Normally the old city would be crowded with tourists at this, or any, time of the year. But there were only a handful now and the Arab stallholders were bored and depressed.

“The only time things have been this quiet before was at the start of COVID,” one tells me. “Business is down 95 per cent.”

I then passed a security checkpoint and walked down a steep flight of stairs to the Western Wall, a 500-metre limestone wall that was part of the larger retaining walls of the ancient Jewish Temple. There, men in black suits and hats belonging to the ultra-Orthodox Charedi Jewish sects prayed with all their might.

Hasidic Jews at the Western or Wailing Wall in the old city of Jerusalem.

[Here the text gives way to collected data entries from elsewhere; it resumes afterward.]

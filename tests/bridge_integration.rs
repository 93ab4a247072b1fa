// SPDX-License-Identifier: MPL-2.0
// This Source Code Form is subject to the terms of the Mozilla Public
// License, v. 2.0. If a copy of the MPL was not distributed with this
// file, You can obtain one at https://mozilla.org/MPL/2.0/.

//! End-to-end tests of the bridge with in-memory bus and TV fakes.

use std::sync::Arc;
use std::sync::atomic::{AtomicBool, Ordering};

use parking_lot::Mutex;
use serde_json::{Value, json};
use tokio::sync::{broadcast, mpsc};

use lgtv2mqtt::{
    Bridge, BridgeConfig, BusEvent, Dispatch, MessageBus, ProtocolError, TvCommand, TvControl,
    TvEvent, TvEventBus, TvHandle,
};

// ============================================================================
// Fakes
// ============================================================================

#[derive(Debug, Clone, PartialEq)]
struct Published {
    topic: String,
    payload: Vec<u8>,
    retain: bool,
}

impl Published {
    fn json(&self) -> Value {
        serde_json::from_slice(&self.payload).unwrap()
    }
}

#[derive(Default)]
struct FakeBus {
    published: Mutex<Vec<Published>>,
    subscribed: Mutex<Vec<String>>,
    failing: AtomicBool,
}

impl FakeBus {
    fn published(&self) -> Vec<Published> {
        self.published.lock().clone()
    }

    fn published_to(&self, topic: &str) -> Vec<Published> {
        self.published()
            .into_iter()
            .filter(|p| p.topic == topic)
            .collect()
    }
}

impl MessageBus for FakeBus {
    fn publish(&self, topic: &str, payload: Vec<u8>, retain: bool) -> Result<(), ProtocolError> {
        if self.failing.load(Ordering::SeqCst) {
            return Err(ProtocolError::ChannelClosed("fake bus".to_string()));
        }
        self.published.lock().push(Published {
            topic: topic.to_string(),
            payload,
            retain,
        });
        Ok(())
    }

    fn subscribe(&self, topic: &str) -> Result<(), ProtocolError> {
        if self.failing.load(Ordering::SeqCst) {
            return Err(ProtocolError::ChannelClosed("fake bus".to_string()));
        }
        self.subscribed.lock().push(topic.to_string());
        Ok(())
    }
}

#[derive(Debug, Clone, PartialEq, Eq)]
enum Call {
    PowerOn,
    PowerOff,
    VolumeUp,
    VolumeDown,
    SetVolumeLevel(u8),
    SetMute(bool),
    ScreenOn,
    ScreenOff,
    LaunchApplication(String),
    OpenChannel(u32, String),
}

#[derive(Default)]
struct FakeTv {
    powered_on: AtomicBool,
    live_tv: AtomicBool,
    calls: Mutex<Vec<Call>>,
    events: TvEventBus,
}

impl FakeTv {
    fn set_powered_on(&self, on: bool) {
        self.powered_on.store(on, Ordering::SeqCst);
    }

    fn set_live_tv(&self, active: bool) {
        self.live_tv.store(active, Ordering::SeqCst);
    }

    fn calls(&self) -> Vec<Call> {
        self.calls.lock().clone()
    }

    fn record(&self, call: Call) {
        self.calls.lock().push(call);
    }
}

impl TvControl for FakeTv {
    fn power_on(&self) {
        self.record(Call::PowerOn);
    }
    fn power_off(&self) {
        self.record(Call::PowerOff);
    }
    fn is_powered_on(&self) -> bool {
        self.powered_on.load(Ordering::SeqCst)
    }
    fn is_live_tv_active(&self) -> bool {
        self.live_tv.load(Ordering::SeqCst)
    }
    fn volume_up(&self) {
        self.record(Call::VolumeUp);
    }
    fn volume_down(&self) {
        self.record(Call::VolumeDown);
    }
    fn set_volume_level(&self, level: u8) {
        self.record(Call::SetVolumeLevel(level));
    }
    fn set_mute(&self, muted: bool) {
        self.record(Call::SetMute(muted));
    }
    fn screen_on(&self) {
        self.record(Call::ScreenOn);
    }
    fn screen_off(&self) {
        self.record(Call::ScreenOff);
    }
    fn launch_application(&self, app_id: &str) {
        self.record(Call::LaunchApplication(app_id.to_string()));
    }
    fn open_channel(&self, number: u32, channel_id: &str) {
        self.record(Call::OpenChannel(number, channel_id.to_string()));
    }
    fn subscribe(&self) -> broadcast::Receiver<TvEvent> {
        self.events.subscribe()
    }
}

const CONFIG: &str = r#"{
    "host": "broker",
    "name": "tv",
    "ip": "192.168.1.60",
    "mac": "a8:23:fe:00:11:22"
}"#;

fn setup() -> (Bridge<FakeBus, FakeTv>, Arc<FakeBus>, Arc<FakeTv>) {
    let config = BridgeConfig::from_json(CONFIG).unwrap();
    let bus = Arc::new(FakeBus::default());
    let tv = Arc::new(FakeTv::default());
    let bridge = Bridge::new(&config, Arc::clone(&bus), Arc::clone(&tv)).unwrap();
    (bridge, bus, tv)
}

fn command(bridge: &Bridge<FakeBus, FakeTv>, leaf: &str, payload: &str) -> Option<Dispatch> {
    bridge.handle_bus_event(BusEvent::Message {
        topic: format!("lgtv2mqtt/tv/cmnd/{leaf}"),
        payload: payload.to_string(),
    })
}

// ============================================================================
// Commands
// ============================================================================

mod commands {
    use super::*;

    #[test]
    fn power_on_invokes_once_without_publishing() {
        let (bridge, bus, tv) = setup();

        assert_eq!(command(&bridge, "power", "on"), Some(Dispatch::Invoked));
        assert_eq!(tv.calls(), vec![Call::PowerOn]);
        assert!(bus.published().is_empty());
    }

    #[test]
    fn volume_level_requires_power() {
        let (bridge, _bus, tv) = setup();

        assert_eq!(command(&bridge, "volume", "37"), Some(Dispatch::Unavailable));
        assert!(tv.calls().is_empty());

        tv.set_powered_on(true);
        assert_eq!(command(&bridge, "volume", "37"), Some(Dispatch::Invoked));
        assert_eq!(tv.calls(), vec![Call::SetVolumeLevel(37)]);
    }

    #[test]
    fn volume_steps() {
        let (bridge, _bus, tv) = setup();
        tv.set_powered_on(true);

        command(&bridge, "volume", "up");
        command(&bridge, "volume", "down");
        command(&bridge, "volume", "NaN");
        command(&bridge, "volume", "300");
        assert_eq!(
            tv.calls(),
            vec![Call::VolumeUp, Call::VolumeDown, Call::SetVolumeLevel(100)]
        );
    }

    #[test]
    fn application_label_resolution() {
        let (bridge, _bus, tv) = setup();
        tv.set_powered_on(true);

        assert_eq!(command(&bridge, "application", "Netflix"), Some(Dispatch::Invoked));
        assert_eq!(command(&bridge, "application", "NotAThing"), Some(Dispatch::Ignored));
        assert_eq!(
            tv.calls(),
            vec![Call::LaunchApplication("netflix".to_string())]
        );
    }

    #[test]
    fn live_tv_channel_requires_live_tv() {
        let (bridge, _bus, tv) = setup();
        tv.set_powered_on(true);

        assert_eq!(command(&bridge, "liveTvChannel", "E4"), Some(Dispatch::Unavailable));
        assert!(tv.calls().is_empty());

        tv.set_live_tv(true);
        assert_eq!(command(&bridge, "liveTvChannel", "E4"), Some(Dispatch::Invoked));
        assert_eq!(
            tv.calls(),
            vec![Call::OpenChannel(13, "1_26_13_13_8197_8448_9018".to_string())]
        );
    }

    #[test]
    fn live_tv_without_power_is_unavailable() {
        let (bridge, _bus, tv) = setup();
        tv.set_live_tv(true);

        assert_eq!(command(&bridge, "liveTvChannel", "E4+1"), Some(Dispatch::Unavailable));
        assert!(tv.calls().is_empty());
    }

    #[test]
    fn mute_and_screen() {
        let (bridge, _bus, tv) = setup();
        tv.set_powered_on(true);

        command(&bridge, "mute", "on");
        command(&bridge, "mute", "off");
        command(&bridge, "screen", "off");
        command(&bridge, "screen", "on");
        assert_eq!(
            tv.calls(),
            vec![
                Call::SetMute(true),
                Call::SetMute(false),
                Call::ScreenOff,
                Call::ScreenOn
            ]
        );
    }

    #[test]
    fn unknown_leaf_dropped() {
        let (bridge, bus, tv) = setup();
        tv.set_powered_on(true);

        assert_eq!(command(&bridge, "reboot", "now"), Some(Dispatch::UnknownTopic));
        assert_eq!(
            bridge.handle_bus_event(BusEvent::Message {
                topic: "zigbee2mqtt/lamp".to_string(),
                payload: "{}".to_string(),
            }),
            Some(Dispatch::UnknownTopic)
        );
        assert!(tv.calls().is_empty());
        assert!(bus.published().is_empty());
    }

    #[test]
    fn power_off_while_off() {
        let (bridge, _bus, tv) = setup();

        command(&bridge, "power", "off");
        command(&bridge, "power", "maybe");
        assert_eq!(tv.calls(), vec![Call::PowerOff]);
    }
}

// ============================================================================
// Events
// ============================================================================

mod events {
    use super::*;

    #[test]
    fn foreground_app_published_retained() {
        let (bridge, bus, _tv) = setup();

        assert!(bridge.handle_tv_event(&TvEvent::ForegroundAppChanged(json!({"appId": "netflix"}))));

        let published = bus.published_to("lgtv2mqtt/tv/foregroundApp");
        assert_eq!(published.len(), 1);
        assert!(published[0].retain);
        assert_eq!(published[0].json(), json!({"appId": "netflix"}));
    }

    #[test]
    fn each_event_published_once() {
        let (bridge, bus, _tv) = setup();

        bridge.handle_tv_event(&TvEvent::LiveTvChannelChanged(json!({"channelNumber": "13"})));
        bridge.handle_tv_event(&TvEvent::LiveTvChannelChanged(json!({"channelNumber": "30"})));

        let published = bus.published_to("lgtv2mqtt/tv/liveTvChannel");
        assert_eq!(published.len(), 2);
        assert_eq!(published[1].json(), json!({"channelNumber": "30"}));
    }

    #[test]
    fn publish_failure_is_survivable() {
        let (bridge, bus, _tv) = setup();

        bus.failing.store(true, Ordering::SeqCst);
        assert!(!bridge.handle_tv_event(&TvEvent::PowerStateChanged(json!({"state": "Active"}))));

        bus.failing.store(false, Ordering::SeqCst);
        assert!(bridge.handle_tv_event(&TvEvent::PowerStateChanged(json!({"state": "Active"}))));
        assert_eq!(bus.published_to("lgtv2mqtt/tv/powerState").len(), 1);
    }
}

// ============================================================================
// Announcement
// ============================================================================

mod announcement {
    use super::*;

    #[test]
    fn connected_publishes_discovery_and_subscribes_commands() {
        let (bridge, bus, _tv) = setup();

        bridge.handle_bus_event(BusEvent::Connected);

        let published = bus.published();
        assert_eq!(published.len(), 15);
        assert!(published.iter().all(|p| p.retain));
        assert!(
            published
                .iter()
                .all(|p| p.topic.starts_with("homeassistant/") && p.topic.ends_with("/config"))
        );

        let mut subscribed = bus.subscribed.lock().clone();
        subscribed.sort();
        assert_eq!(
            subscribed,
            vec![
                "lgtv2mqtt/tv/cmnd/application",
                "lgtv2mqtt/tv/cmnd/liveTvChannel",
                "lgtv2mqtt/tv/cmnd/mute",
                "lgtv2mqtt/tv/cmnd/power",
                "lgtv2mqtt/tv/cmnd/screen",
                "lgtv2mqtt/tv/cmnd/volume",
            ]
        );
    }

    #[test]
    fn reannouncement_is_identical() {
        let (bridge, bus, _tv) = setup();

        bridge.announce();
        let first = bus.published();
        bus.published.lock().clear();

        bridge.announce();
        assert_eq!(bus.published(), first);
    }

    #[test]
    fn separate_bridges_announce_identical_documents() {
        let (first_bridge, first_bus, _) = setup();
        let (second_bridge, second_bus, _) = setup();

        first_bridge.announce();
        second_bridge.announce();
        assert_eq!(first_bus.published(), second_bus.published());
    }

    #[test]
    fn application_select_descriptor() {
        let (bridge, bus, _tv) = setup();
        bridge.announce();

        assert!(bus.published_to("homeassistant/select/tv/application/config").is_empty());
        let select = bus.published_to("homeassistant/select/tv/appid/config");
        assert_eq!(select.len(), 1);

        let doc = select[0].json();
        assert_eq!(doc["unique_id"], "tv_application");
        assert_eq!(doc["command_topic"], "lgtv2mqtt/tv/cmnd/application");
        assert_eq!(doc["state_topic"], "lgtv2mqtt/tv/foregroundApp");

        let options = doc["options"].as_array().unwrap();
        assert_eq!(options.first().unwrap(), "Home");
        assert_eq!(options.last().unwrap(), "Unknown");
        assert!(options.contains(&json!("Netflix")));
    }

    #[test]
    fn announce_failures_do_not_stop_announcement() {
        let (bridge, bus, _tv) = setup();
        bus.failing.store(true, Ordering::SeqCst);

        bridge.announce();
        assert!(bus.published().is_empty());
        assert!(bus.subscribed.lock().is_empty());
    }
}

// ============================================================================
// Run loop
// ============================================================================

mod run_loop {
    use super::*;

    #[tokio::test]
    async fn run_processes_tv_events_and_bus_messages() {
        let (bridge, bus, tv) = setup();
        let (bus_tx, bus_rx) = mpsc::channel(16);

        tv.events
            .publish(TvEvent::ForegroundAppChanged(json!({"appId": "youtube.leanback.v4"})));
        bus_tx.send(BusEvent::Connected).await.unwrap();
        bus_tx
            .send(BusEvent::Message {
                topic: "lgtv2mqtt/tv/cmnd/power".to_string(),
                payload: "on".to_string(),
            })
            .await
            .unwrap();
        drop(bus_tx);

        bridge.run(bus_rx).await;

        assert_eq!(bus.published_to("lgtv2mqtt/tv/foregroundApp").len(), 1);
        assert_eq!(bus.subscribed.lock().len(), 6);
        assert_eq!(tv.calls(), vec![Call::PowerOn]);
    }

    #[tokio::test]
    async fn every_reconnect_reannounces() {
        let (bridge, bus, _tv) = setup();
        let (bus_tx, bus_rx) = mpsc::channel(16);

        for _ in 0..3 {
            bus_tx.send(BusEvent::Connected).await.unwrap();
        }
        drop(bus_tx);

        bridge.run(bus_rx).await;
        assert_eq!(bus.published().len(), 45);
        assert_eq!(bus.subscribed.lock().len(), 18);
    }

    #[tokio::test]
    async fn tv_handle_state_gates_commands() {
        let config = BridgeConfig::from_json(CONFIG).unwrap();
        let bus = Arc::new(FakeBus::default());
        let (tv, mut link) = TvHandle::new();
        let bridge = Bridge::new(&config, Arc::clone(&bus), Arc::new(tv)).unwrap();
        let (bus_tx, bus_rx) = mpsc::channel(16);

        link.emit(TvEvent::PowerStateChanged(json!({"state": "Active"})));
        link.emit(TvEvent::ForegroundAppChanged(json!({"appId": "com.webos.app.livetv"})));
        bus_tx
            .send(BusEvent::Message {
                topic: "lgtv2mqtt/tv/cmnd/liveTvChannel".to_string(),
                payload: "E4+1".to_string(),
            })
            .await
            .unwrap();
        bus_tx
            .send(BusEvent::Message {
                topic: "lgtv2mqtt/tv/cmnd/volume".to_string(),
                payload: "12".to_string(),
            })
            .await
            .unwrap();
        drop(bus_tx);

        bridge.run(bus_rx).await;

        assert_eq!(
            link.try_recv_command(),
            Some(TvCommand::OpenChannel {
                number: 30,
                id: "1_26_30_30_8197_8458_9018".to_string(),
            })
        );
        assert_eq!(link.try_recv_command(), Some(TvCommand::SetVolumeLevel(12)));
        assert_eq!(link.try_recv_command(), None);

        assert_eq!(bus.published_to("lgtv2mqtt/tv/powerState").len(), 1);
        assert_eq!(bus.published_to("lgtv2mqtt/tv/foregroundApp").len(), 1);
    }
}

Most Charedim are exempt from serving in the Israeli military. But Israel’s parliament is now debating a bill that seeks to change that. “If we stop studying the Torah,” a Charedi teenager tells me, “Israel will be destroyed.”

Israel is a deeply paradoxical nation. Per capita, it spends more on defence than any other country but also has more museums per capita than any place else. Its people are traumatised by the events of October 7 and the failure of their once-vaunted military to protect them. But Israelis are ranked fifth in the UN World Happiness Report 2024. And they still hold the dream, however improbable it may now seem, of forging a secure and lasting peace with all of their neighbours.

“We are sad, we are worried. There was another bombing in the north less than two hours ago,” says Marissa, an unemployed Israeli tour guide in Jerusalem. “But we are alive. I go to the beach, I go to restaurants, I go to concerts. We know how to live with bad situations in Israel.”

Ian Neubauer is a freelance journalist and photojournalist.